Geographic concentration of demand: the Central Valley (Fresno, Stockton, Bakersfield, Modesto), Inland Empire (San Bernardino and Riverside counties), rural Northern California (Shasta, Humboldt, Trinity counties), and the Imperial Valley near the US-Mexico border all have persistent, severe shortage area designations and represent the highest-demand, highest-premium locum markets within California.
7. Negotiation Levers
The non-compete advantage is yours — use it. California’s Section 16600 prohibition means you have full freedom to work across multiple California facilities, agencies, and systems without restriction. Agencies cannot limit your California locum activity through non-compete clauses. If a contract attempts to impose one, it is void. This gives you negotiating flexibility that physicians in most other states do not have — you can build a California locum practice across multiple relationships simultaneously without legal exposure.

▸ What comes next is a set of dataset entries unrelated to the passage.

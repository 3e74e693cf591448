//! S3-compatible blobstore client.
//!
//! Backs onto AWS S3 or any S3-compatible server (MinIO and friends). The
//! directory key names the bucket. Signed URLs are SDK presigned requests.

use async_trait::async_trait;
use aws_sdk_s3::config::{BehaviorVersion, Credentials, Region};
use aws_sdk_s3::error::ProvideErrorMetadata;
use aws_sdk_s3::presigning::PresigningConfig;
use aws_sdk_s3::primitives::ByteStream as S3ByteStream;
use aws_sdk_s3::Client;
use chrono::{DateTime, Utc};
use futures::StreamExt;
use std::time::Duration;
use tokio_util::io::ReaderStream;
use tracing::debug;

use blobshed_common::{BlobKey, Error, Result};

use crate::client::{storage_key, storage_prefix, Blob, BlobstoreClient, ByteStream, SignedMethod};
use crate::config::S3Options;

/// S3-compatible blobstore client.
pub struct S3Client {
    client: Client,
    bucket: String,
    root_dir: Option<String>,
}

impl S3Client {
    /// Create a new S3 client for the given bucket.
    pub fn new(options: &S3Options, bucket: &str, root_dir: Option<String>) -> Self {
        let credentials = Credentials::new(
            options.access_key_id.clone(),
            options.secret_access_key.clone(),
            None,
            None,
            "blobshed-static",
        );

        let mut builder = aws_sdk_s3::Config::builder()
            .behavior_version(BehaviorVersion::latest())
            .region(Region::new(options.region.clone()))
            .credentials_provider(credentials);
        if let Some(endpoint) = &options.endpoint {
            builder = builder.endpoint_url(endpoint);
        }
        if options.path_style {
            builder = builder.force_path_style(true);
        }

        Self {
            client: Client::from_conf(builder.build()),
            bucket: bucket.to_string(),
            root_dir,
        }
    }

    fn object_key(&self, key: &BlobKey) -> String {
        storage_key(self.root_dir.as_deref(), key)
    }

    fn copy_source(&self, src: &BlobKey) -> String {
        format!("{}/{}", self.bucket, self.object_key(src))
    }

    /// Delete every object under a raw storage prefix, collecting failures.
    async fn delete_by_storage_prefix(&self, prefix: &str) -> Result<()> {
        let mut failures = Vec::new();
        let mut pages = self
            .client
            .list_objects_v2()
            .bucket(&self.bucket)
            .prefix(prefix)
            .into_paginator()
            .send();

        while let Some(page) = pages.next().await {
            let page = page.map_err(|e| {
                Error::Network(format!("Failed to list prefix {}: {}", prefix, e))
            })?;
            for object in page.contents() {
                let Some(key) = object.key() else { continue };
                match self
                    .client
                    .delete_object()
                    .bucket(&self.bucket)
                    .key(key)
                    .send()
                    .await
                {
                    Ok(_) => {}
                    Err(e) => failures.push(format!("{}: {}", key, e)),
                }
            }
        }

        if failures.is_empty() {
            Ok(())
        } else {
            Err(Error::Blobstore(format!(
                "Errors while deleting prefix {}: {}",
                prefix,
                failures.join(", ")
            )))
        }
    }

    fn blob_from_object(&self, object: &aws_sdk_s3::types::Object) -> Blob {
        Blob {
            key: object.key().unwrap_or_default().to_string(),
            size: object.size().and_then(|s| u64::try_from(s).ok()),
            etag: object.e_tag().map(|e| e.trim_matches('"').to_string()),
            last_modified: object.last_modified().and_then(to_chrono),
        }
    }
}

fn to_chrono(dt: &aws_sdk_s3::primitives::DateTime) -> Option<DateTime<Utc>> {
    DateTime::from_timestamp(dt.secs(), dt.subsec_nanos())
}

#[async_trait]
impl BlobstoreClient for S3Client {
    fn backend(&self) -> &str {
        "s3"
    }

    fn root_dir(&self) -> Option<&str> {
        self.root_dir.as_deref()
    }

    async fn exists(&self, key: &BlobKey) -> Result<bool> {
        let object_key = self.object_key(key);
        match self
            .client
            .head_object()
            .bucket(&self.bucket)
            .key(&object_key)
            .send()
            .await
        {
            Ok(_) => Ok(true),
            Err(e) => {
                let service = e.into_service_error();
                if service.is_not_found() {
                    Ok(false)
                } else {
                    Err(Error::Network(format!(
                        "Failed to check for {}/{}: {}",
                        self.bucket, object_key, service
                    )))
                }
            }
        }
    }

    async fn download(&self, key: &BlobKey) -> Result<Vec<u8>> {
        debug!(bucket = %self.bucket, %key, "get from s3");
        let object_key = self.object_key(key);
        let output = self
            .client
            .get_object()
            .bucket(&self.bucket)
            .key(&object_key)
            .send()
            .await
            .map_err(|e| {
                let service = e.into_service_error();
                if service.is_no_such_key() {
                    Error::NotFound(format!("Blob not found: {}", key))
                } else {
                    Error::Network(format!("Failed to download {}: {}", object_key, service))
                }
            })?;
        let data = output
            .body
            .collect()
            .await
            .map_err(|e| Error::Network(format!("Failed to read body of {}: {}", object_key, e)))?;
        Ok(data.into_bytes().to_vec())
    }

    async fn download_stream(&self, key: &BlobKey) -> Result<ByteStream> {
        let object_key = self.object_key(key);
        let output = self
            .client
            .get_object()
            .bucket(&self.bucket)
            .key(&object_key)
            .send()
            .await
            .map_err(|e| {
                let service = e.into_service_error();
                if service.is_no_such_key() {
                    Error::NotFound(format!("Blob not found: {}", key))
                } else {
                    Error::Network(format!("Failed to download {}: {}", object_key, service))
                }
            })?;
        let stream = ReaderStream::new(output.body.into_async_read()).map(|chunk| {
            chunk
                .map(|b| b.to_vec())
                .map_err(|e| Error::Network(format!("Stream read error: {}", e)))
        });
        Ok(Box::pin(stream))
    }

    async fn put(&self, key: &BlobKey, data: Vec<u8>) -> Result<Blob> {
        debug!(bucket = %self.bucket, %key, size = data.len(), "put to s3");
        let object_key = self.object_key(key);
        let size = data.len() as u64;
        let output = self
            .client
            .put_object()
            .bucket(&self.bucket)
            .key(&object_key)
            .body(S3ByteStream::from(data))
            .send()
            .await
            .map_err(|e| {
                Error::Network(format!(
                    "Failed to upload {}: {}",
                    object_key,
                    e.into_service_error()
                ))
            })?;
        Ok(Blob {
            key: object_key,
            size: Some(size),
            etag: output.e_tag().map(|e| e.trim_matches('"').to_string()),
            last_modified: None,
        })
    }

    async fn put_stream(&self, key: &BlobKey, mut stream: ByteStream) -> Result<Blob> {
        // The SDK needs a sized body for a plain PUT, so buffer the stream.
        let mut data = Vec::new();
        while let Some(chunk) = stream.next().await {
            data.extend_from_slice(&chunk?);
        }
        self.put(key, data).await
    }

    async fn copy(&self, src: &BlobKey, dest: &BlobKey) -> Result<()> {
        debug!(bucket = %self.bucket, %src, %dest, "copy in s3");
        let dest_key = self.object_key(dest);
        self.client
            .copy_object()
            .bucket(&self.bucket)
            .copy_source(self.copy_source(src))
            .key(&dest_key)
            .send()
            .await
            .map_err(|e| {
                let service = e.into_service_error();
                if matches!(service.code(), Some("NoSuchKey") | Some("NotFound")) {
                    Error::NotFound(format!("Blob not found: {}", src))
                } else {
                    Error::Network(format!(
                        "Failed to copy {} to {}: {}",
                        src, dest_key, service
                    ))
                }
            })?;
        Ok(())
    }

    async fn delete(&self, key: &BlobKey) -> Result<()> {
        // S3 deletes are idempotent; probe first so absent keys surface.
        if !self.exists(key).await? {
            return Err(Error::NotFound(format!("Blob not found: {}", key)));
        }
        let object_key = self.object_key(key);
        self.client
            .delete_object()
            .bucket(&self.bucket)
            .key(&object_key)
            .send()
            .await
            .map_err(|e| {
                Error::Network(format!(
                    "Failed to delete {}: {}",
                    object_key,
                    e.into_service_error()
                ))
            })?;
        Ok(())
    }

    async fn delete_all(&self) -> Result<()> {
        let scope = storage_prefix(self.root_dir.as_deref(), "");
        self.delete_by_storage_prefix(&scope).await
    }

    async fn delete_prefix(&self, prefix: &str) -> Result<()> {
        let prefix = storage_prefix(self.root_dir.as_deref(), prefix);
        self.delete_by_storage_prefix(&prefix).await
    }

    async fn blob(&self, key: &BlobKey) -> Result<Blob> {
        let object_key = self.object_key(key);
        let output = self
            .client
            .head_object()
            .bucket(&self.bucket)
            .key(&object_key)
            .send()
            .await
            .map_err(|e| {
                let service = e.into_service_error();
                if service.is_not_found() {
                    Error::NotFound(format!("Blob not found: {}", key))
                } else {
                    Error::Network(format!("Failed to stat {}: {}", object_key, service))
                }
            })?;
        Ok(Blob {
            key: object_key,
            size: output.content_length().and_then(|s| u64::try_from(s).ok()),
            etag: output.e_tag().map(|e| e.trim_matches('"').to_string()),
            last_modified: output.last_modified().and_then(to_chrono),
        })
    }

    async fn list(&self, prefix: &str) -> Result<Vec<Blob>> {
        let prefix = storage_prefix(self.root_dir.as_deref(), prefix);
        let mut blobs = Vec::new();
        let mut pages = self
            .client
            .list_objects_v2()
            .bucket(&self.bucket)
            .prefix(&prefix)
            .into_paginator()
            .send();

        while let Some(page) = pages.next().await {
            let page = page.map_err(|e| {
                Error::Network(format!("Failed to list prefix {}: {}", prefix, e))
            })?;
            for object in page.contents() {
                blobs.push(self.blob_from_object(object));
            }
        }

        Ok(blobs)
    }

    async fn signed_url(
        &self,
        key: &BlobKey,
        method: SignedMethod,
        expires_in: Duration,
    ) -> Result<String> {
        let object_key = self.object_key(key);
        let presigning = PresigningConfig::expires_in(expires_in)
            .map_err(|e| Error::InvalidInput(format!("Invalid signing expiry: {}", e)))?;

        let uri = match method {
            SignedMethod::Get => self
                .client
                .get_object()
                .bucket(&self.bucket)
                .key(&object_key)
                .presigned(presigning)
                .await
                .map_err(|e| {
                    Error::Network(format!("Failed to sign URL for {}: {}", object_key, e))
                })?
                .uri()
                .to_string(),
            SignedMethod::Put => self
                .client
                .put_object()
                .bucket(&self.bucket)
                .key(&object_key)
                .presigned(presigning)
                .await
                .map_err(|e| {
                    Error::Network(format!("Failed to sign URL for {}: {}", object_key, e))
                })?
                .uri()
                .to_string(),
        };

        Ok(uri)
    }
}

#[cfg(test)]
mod tests {
    use super::*;

    fn options() -> S3Options {
        S3Options {
            region: "us-east-1".to_string(),
            access_key_id: "AKIA".to_string(),
            secret_access_key: "secret".to_string(),
            endpoint: None,
            path_style: false,
        }
    }

    #[test]
    fn test_object_key_is_sharded() {
        let client = S3Client::new(&options(), "packages", None);
        let key = BlobKey::parse("abcdef").unwrap();
        assert_eq!(client.object_key(&key), "ab/cd/abcdef");
    }

    #[test]
    fn test_object_key_includes_root_dir() {
        let client = S3Client::new(&options(), "packages", Some("cc".to_string()));
        let key = BlobKey::parse("abcdef").unwrap();
        assert_eq!(client.object_key(&key), "cc/ab/cd/abcdef");
    }

    #[test]
    fn test_copy_source_includes_bucket() {
        let client = S3Client::new(&options(), "packages", None);
        let key = BlobKey::parse("abcdef").unwrap();
        assert_eq!(client.copy_source(&key), "packages/ab/cd/abcdef");
    }

    #[test]
    fn test_timestamp_conversion() {
        let dt = aws_sdk_s3::primitives::DateTime::from_secs(1_700_000_000);
        let converted = to_chrono(&dt).unwrap();
        assert_eq!(converted.timestamp(), 1_700_000_000);
    }

    #[tokio::test]
    async fn test_signing_expiry_must_be_valid() {
        let client = S3Client::new(&options(), "packages", None);
        let key = BlobKey::parse("abcdef").unwrap();

        // Presigning rejects expiries longer than one week before any
        // request is sent.
        let result = client
            .signed_url(&key, SignedMethod::Get, Duration::from_secs(60 * 60 * 24 * 30))
            .await;
        assert!(matches!(result, Err(Error::InvalidInput(_))));
    }
}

Geography as rate lever. The 20-50% rural uplift over metro baselines is one of the widest geographic spreads in any state. Central Valley, Inland Empire, and rural Northern California assignments at the top of that uplift produce rates that absorb the California tax burden more effectively than metro assignments at national mid-range rates. If you are evaluating California on a net basis, rural shortage-area assignments change the calculus meaningfully.

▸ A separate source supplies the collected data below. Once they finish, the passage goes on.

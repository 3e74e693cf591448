//! Instrumented blobstore handle.

use futures::StreamExt;
use std::future::Future;
use std::path::Path;
use std::sync::Arc;
use std::time::{Duration, Instant};
use tokio::fs;
use tokio_util::io::ReaderStream;
use tracing::{debug, info};

use blobshed_common::{BlobKey, Error, Result};
use blobshed_metrics::MetricsHandle;

use crate::client::{Blob, BlobstoreClient, ByteStream, SignedMethod};

/// Upload size policy.
#[derive(Debug, Clone, Copy, Default)]
pub struct SizeLimits {
    /// Smallest blob accepted, in bytes.
    pub min_size: Option<u64>,
    /// Largest blob accepted, in bytes.
    pub max_size: Option<u64>,
}

impl SizeLimits {
    /// Whether a blob of `size` bytes falls within the policy.
    pub fn within(&self, size: u64) -> bool {
        if let Some(min) = self.min_size {
            if size < min {
                return false;
            }
        }
        if let Some(max) = self.max_size {
            if size > max {
                return false;
            }
        }
        true
    }
}

/// The public blobstore handle.
///
/// Wraps a backend client and instruments every operation: a timing metric,
/// an outcome counter, and a debug log line per call. File uploads go
/// through the size policy first.
pub struct Blobstore {
    inner: Arc<dyn BlobstoreClient>,
    metrics: MetricsHandle,
    limits: SizeLimits,
}

impl Blobstore {
    pub fn new(inner: Arc<dyn BlobstoreClient>, metrics: MetricsHandle, limits: SizeLimits) -> Self {
        Self {
            inner,
            metrics,
            limits,
        }
    }

    /// Backend name of the wrapped client.
    pub fn backend(&self) -> &str {
        self.inner.backend()
    }

    /// Whether blobs are reachable on the local filesystem.
    pub fn local(&self) -> bool {
        self.inner.local()
    }

    /// Scoping prefix of the wrapped client.
    pub fn root_dir(&self) -> Option<&str> {
        self.inner.root_dir()
    }

    /// Size policy applied to file uploads.
    pub fn limits(&self) -> SizeLimits {
        self.limits
    }

    fn metric(&self, op: &str, suffix: &str) -> String {
        format!("blobstore-{}-{}-{}", self.inner.backend(), op, suffix)
    }

    async fn measured<T>(&self, op: &str, fut: impl Future<Output = Result<T>>) -> Result<T> {
        let start = Instant::now();
        let result = fut.await;
        self.metrics.send_timing(&self.metric(op, "time"), start.elapsed());
        let outcome = if result.is_ok() { "ok" } else { "error" };
        self.metrics.send_counter(&self.metric(op, outcome), 1);
        result
    }

    pub async fn exists(&self, key: &BlobKey) -> Result<bool> {
        debug!(backend = self.backend(), %key, "exists");
        self.measured("exists", self.inner.exists(key)).await
    }

    pub async fn download(&self, key: &BlobKey) -> Result<Vec<u8>> {
        debug!(backend = self.backend(), %key, "download");
        self.measured("download", self.inner.download(key)).await
    }

    pub async fn download_stream(&self, key: &BlobKey) -> Result<ByteStream> {
        debug!(backend = self.backend(), %key, "download stream");
        self.measured("download", self.inner.download_stream(key))
            .await
    }

    pub async fn put(&self, key: &BlobKey, data: Vec<u8>) -> Result<Blob> {
        debug!(backend = self.backend(), %key, size = data.len(), "put");
        self.metrics
            .send_gauge(&self.metric("put", "size"), data.len() as f64);
        self.measured("put", self.inner.put(key, data)).await
    }

    pub async fn put_stream(&self, key: &BlobKey, stream: ByteStream) -> Result<Blob> {
        debug!(backend = self.backend(), %key, "put stream");
        self.measured("put", self.inner.put_stream(key, stream))
            .await
    }

    /// Upload a staged local file.
    ///
    /// Returns `None` without touching the backend when the file size falls
    /// outside the configured limits.
    pub async fn put_file(&self, key: &BlobKey, path: &Path) -> Result<Option<Blob>> {
        let size = fs::metadata(path).await?.len();
        if !self.limits.within(size) {
            info!(
                backend = self.backend(),
                %key,
                size,
                "skipping upload outside size limits"
            );
            self.metrics.send_counter(&self.metric("put", "skip"), 1);
            return Ok(None);
        }

        self.metrics
            .send_gauge(&self.metric("put", "size"), size as f64);
        let file = fs::File::open(path).await?;
        let stream: ByteStream = Box::pin(
            ReaderStream::new(file).map(|chunk| chunk.map(|b| b.to_vec()).map_err(Error::from)),
        );
        let blob = self
            .measured("put", self.inner.put_stream(key, stream))
            .await?;
        Ok(Some(blob))
    }

    pub async fn copy(&self, src: &BlobKey, dest: &BlobKey) -> Result<()> {
        debug!(backend = self.backend(), %src, %dest, "copy");
        self.measured("copy", self.inner.copy(src, dest)).await
    }

    pub async fn delete(&self, key: &BlobKey) -> Result<()> {
        debug!(backend = self.backend(), %key, "delete");
        self.measured("delete", self.inner.delete(key)).await
    }

    pub async fn delete_all(&self) -> Result<()> {
        debug!(backend = self.backend(), "delete all");
        self.measured("delete-all", self.inner.delete_all()).await
    }

    pub async fn delete_prefix(&self, prefix: &str) -> Result<()> {
        debug!(backend = self.backend(), prefix, "delete prefix");
        self.measured("delete-prefix", self.inner.delete_prefix(prefix))
            .await
    }

    pub async fn blob(&self, key: &BlobKey) -> Result<Blob> {
        debug!(backend = self.backend(), %key, "blob metadata");
        self.measured("blob", self.inner.blob(key)).await
    }

    pub async fn list(&self, prefix: &str) -> Result<Vec<Blob>> {
        debug!(backend = self.backend(), prefix, "list");
        self.measured("list", self.inner.list(prefix)).await
    }

    pub async fn signed_url(
        &self,
        key: &BlobKey,
        method: SignedMethod,
        expires_in: Duration,
    ) -> Result<String> {
        debug!(backend = self.backend(), %key, method = method.as_str(), "sign");
        self.measured("sign", self.inner.signed_url(key, method, expires_in))
            .await
    }
}

#[cfg(test)]
mod tests {
    use super::*;
    use crate::memory::MemoryClient;
    use blobshed_metrics::MetricsEmitter;
    use std::sync::Mutex;

    #[derive(Default)]
    struct RecordingEmitter {
        counters: Mutex<Vec<(String, u64)>>,
        gauges: Mutex<Vec<(String, f64)>>,
        timings: Mutex<Vec<String>>,
    }

    impl MetricsEmitter for RecordingEmitter {
        fn send_counter(&self, name: &str, value: u64) {
            self.counters.lock().unwrap().push((name.to_string(), value));
        }

        fn send_gauge(&self, name: &str, value: f64) {
            self.gauges.lock().unwrap().push((name.to_string(), value));
        }

        fn send_timing(&self, name: &str, _duration: Duration) {
            self.timings.lock().unwrap().push(name.to_string());
        }
    }

    fn store_with(
        limits: SizeLimits,
    ) -> (Blobstore, Arc<RecordingEmitter>, MemoryClient) {
        let emitter = Arc::new(RecordingEmitter::default());
        let client = MemoryClient::new(None);
        let store = Blobstore::new(Arc::new(client.clone()), emitter.clone(), limits);
        (store, emitter, client)
    }

    #[tokio::test]
    async fn test_delegates_and_measures() {
        let (store, emitter, _) = store_with(SizeLimits::default());
        let key = BlobKey::parse("abcdef").unwrap();

        store.put(&key, vec![1, 2, 3]).await.unwrap();
        assert!(store.exists(&key).await.unwrap());
        assert_eq!(store.download(&key).await.unwrap(), vec![1, 2, 3]);

        let timings = emitter.timings.lock().unwrap();
        assert!(timings.contains(&"blobstore-memory-put-time".to_string()));
        assert!(timings.contains(&"blobstore-memory-exists-time".to_string()));

        let counters = emitter.counters.lock().unwrap();
        assert!(counters.contains(&("blobstore-memory-put-ok".to_string(), 1)));
    }

    #[tokio::test]
    async fn test_error_outcome_counted() {
        let (store, emitter, _) = store_with(SizeLimits::default());
        let key = BlobKey::parse("missing").unwrap();

        assert!(store.download(&key).await.is_err());

        let counters = emitter.counters.lock().unwrap();
        assert!(counters.contains(&("blobstore-memory-download-error".to_string(), 1)));
    }

    #[tokio::test]
    async fn test_put_file_within_limits() {
        let temp = tempfile::TempDir::new().unwrap();
        let path = temp.path().join("payload");
        tokio::fs::write(&path, b"12345").await.unwrap();

        let (store, emitter, client) = store_with(SizeLimits {
            min_size: Some(1),
            max_size: Some(10),
        });
        let key = BlobKey::parse("abcdef").unwrap();

        let blob = store.put_file(&key, &path).await.unwrap();
        assert!(blob.is_some());
        assert_eq!(client.download(&key).await.unwrap(), b"12345");

        let gauges = emitter.gauges.lock().unwrap();
        assert!(gauges.contains(&("blobstore-memory-put-size".to_string(), 5.0)));
    }

    #[tokio::test]
    async fn test_put_file_skips_outside_limits() {
        let temp = tempfile::TempDir::new().unwrap();
        let path = temp.path().join("payload");
        tokio::fs::write(&path, b"this payload is too large").await.unwrap();

        let (store, emitter, client) = store_with(SizeLimits {
            min_size: None,
            max_size: Some(4),
        });
        let key = BlobKey::parse("abcdef").unwrap();

        let blob = store.put_file(&key, &path).await.unwrap();
        assert!(blob.is_none());
        assert!(!client.exists(&key).await.unwrap());

        let counters = emitter.counters.lock().unwrap();
        assert!(counters.contains(&("blobstore-memory-put-skip".to_string(), 1)));
    }

    #[test]
    fn test_size_limits() {
        let limits = SizeLimits {
            min_size: Some(2),
            max_size: Some(4),
        };
        assert!(!limits.within(1));
        assert!(limits.within(2));
        assert!(limits.within(4));
        assert!(!limits.within(5));

        assert!(SizeLimits::default().within(u64::MAX));
    }
}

Tax cost recovery in rate negotiation. California’s 13.3% top marginal rate and the entity franchise tax are legitimate cost factors in rate negotiation. A physician moving from a Texas assignment to a California assignment at the same gross hourly rate takes home materially less. That differential is a documented, quantifiable negotiating point — not a vague cost-of-living complaint. Run the net comparison and use the number.

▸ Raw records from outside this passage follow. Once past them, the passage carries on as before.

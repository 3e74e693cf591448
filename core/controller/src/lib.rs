//! External controller integration for Blobshed.
//!
//! The controller owns the resources whose payloads land in the blobstore.
//! After an upload is staged and copied, the controller is told what
//! happened: processing started, the blob is ready (with its checksums), or
//! the upload failed. Updates travel over a mutually-authenticated HTTPS
//! connection.

pub mod mtls;
pub mod retry;
pub mod updater;

pub use mtls::{build_mtls_client, MtlsConfig};
pub use retry::RetryPolicy;
pub use updater::{
    create_updater, ControllerConfig, HttpUpdater, NullUpdater, ResourceState, StateUpdater,
};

Licensing cost recovery. California medical license fees are among the highest in the country. Application costs, background check fees, and IMLC fees for a California license are negotiable as reimbursable expenses in many locum contracts. Request reimbursement specifically — agencies working hard-to-fill California shortage assignments are frequently willing to cover these costs to secure a committed physician.
CPOM contract review. Given California’s active CPOM enforcement posture in 2026, the contractual entity structure is worth a one-time California healthcare attorney review if you are new to the state. The cost is modest relative to the assignment value and the enforcement risk of a non-compliant arrangement.
Kaiser vs. non-Kaiser market awareness. If you receive a California locum opportunity represented as being within a large integrated system, confirm whether it is actually a Kaiser-adjacent arrangement or a genuinely independent facility. Kaiser’s employed model creates occasional hybrid arrangements that may not function as standard locum contracts. Understand the payment and credentialing structure before committing.
Data Transparency Statement
Rate figures in this guide are drawn from 2026 agency posting signals and publicly available compensation data. California specialty rate ranges are agency-signal figures rather than formal survey-validated data and should be treated as directional market references. The hospitalist figure may reflect mixed employment signals and is flagged accordingly. Licensing timeline figures reflect Medical Board of California public guidance and current practitioner-reported experience; individual timelines vary significantly based on application completeness. Legal and tax information reflects publicly available sources as of Q1-Q2 2026 — California tax law, CPOM enforcement, and non-compete law are all active areas where conditions can shift. This information is not legal or tax advice. HPSA and shortage area data sourced from HRSA 2026 datasets.